To properly understand the evolution and the relationships, let's look at the whole family we're speaking of here, the Bovidae. This family today contains all the antelopes, gazelles, sheep, goats, and cattle of the world. It is a very diverse group, but unified by horn structure: all of these animals have (mostly in the males) horns that are unbranched, never shed, and covered in a tough, hard keratin sheath. While many of the modern species are quite large, living on plains, and grazing, the first members of the group were small, living in forests, and browsing. Those early antelopes in fact all looked very similar to the modern duikers – and to the chousingha! So what we have in the chousingha is the Asian type of the African duikers, a sort of a relict from a very early stage of evolution.

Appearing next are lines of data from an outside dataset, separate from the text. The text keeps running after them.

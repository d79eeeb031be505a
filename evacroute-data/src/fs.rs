//! Capability-based file access on UTF-8 paths.

use std::io::{self, Read};

use camino::Utf8Path;
use cap_std::{ambient_authority, fs_utf8};

/// Open a UTF-8 file path using ambient authority.
///
/// # Errors
///
/// Returns the underlying I/O error when the file cannot be opened.
pub fn open_utf8_file(path: &Utf8Path) -> io::Result<fs_utf8::File> {
    fs_utf8::File::open_ambient(path, ambient_authority())
}

/// Read a whole UTF-8 file into a string.
///
/// # Errors
///
/// Returns the underlying I/O error when the file cannot be opened or is not
/// valid UTF-8.
pub fn read_to_string(path: &Utf8Path) -> io::Result<String> {
    let mut contents = String::new();
    open_utf8_file(path)?.read_to_string(&mut contents)?;
    Ok(contents)
}

/// Report whether `path` exists and is a regular file.
///
/// # Errors
///
/// Returns an I/O error when the parent directory cannot be opened or the
/// entry cannot be inspected. A missing entry yields `Ok(false)`.
pub fn file_is_file(path: &Utf8Path) -> io::Result<bool> {
    let parent = match path.parent() {
        Some(dir) if !dir.as_str().is_empty() => dir,
        _ => Utf8Path::new("."),
    };
    let Some(name) = path.file_name() else {
        return Ok(false);
    };
    let dir = fs_utf8::Dir::open_ambient_dir(parent, ambient_authority())?;
    match dir.metadata(name) {
        Ok(meta) => Ok(meta.is_file()),
        Err(err) if err.kind() == io::ErrorKind::NotFound => Ok(false),
        Err(err) => Err(err),
    }
}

But, while the duikers are akin to the other African antelopes and gazelles, the chousingha is close kin of the cattle. That means the cattle subfamily started evolving separately from the other antelopes while still looking nothing special, just like the first small, generalist antelopes. The chousingha is the last survivor of the 'type' of the very first of the cattle! It has a relative, the Nilgai, which is already more cow-like-looking, being much larger, with a thick neck and cow-like horns. Those two species today form the tribe of the Boselaphini, confined to the Indian subcontinent. In the past, this tribe included many more species, which around 9 million years ago in the Miocene period spread from their original home in Asia, into much of Europe and Africa. The Tragelaphini or spiral-horned antelopes are very close kin of the Boselaphini. Together they form a sister-group to the true cattle, both having remained more antelope-like – more 'primitive' so to speak – while the true cattle evolved much more, into the big, bulky, beefy beasts we're familiar with today.
What is very strange indeed is that the chousingha in so many ways resemble the small, humble first members of the cattle subfamily – except for their most noteworthy feature, their four horns. In that, they're apparently unique! All of the small, primitive cattle were endowed with a single pair of short, straightish horns; even when they evolved into big, buffalo types, even when in many species (as you saw in the previous article) they grew amazingly huge and spectacular horns, they conservatively kept the number of horns down to two per head! So how did the Chousingha manage to buck this trend – what kind of genetic innovation did it use? And when did it happen? We don't quite know. I imagine some ancient little pre-Chousingha looking at its reflection in a pool of water, inspecting its pitiful pair of horns, thinking of the huge-horned water buffaloes sharing its home, and pondering to itself: "skwoo this! I need more head-bling!" And then – instead of enlarging and otherwise elaborating its pair of horns the way everything else did, finding a way to grow a second pair on its forehead! It must have been some effort – too hard to manage anything more than, at best, a tiny pair of stubs – but what a success, enough to set it apart from all the hundreds of other wild bovid species past and present!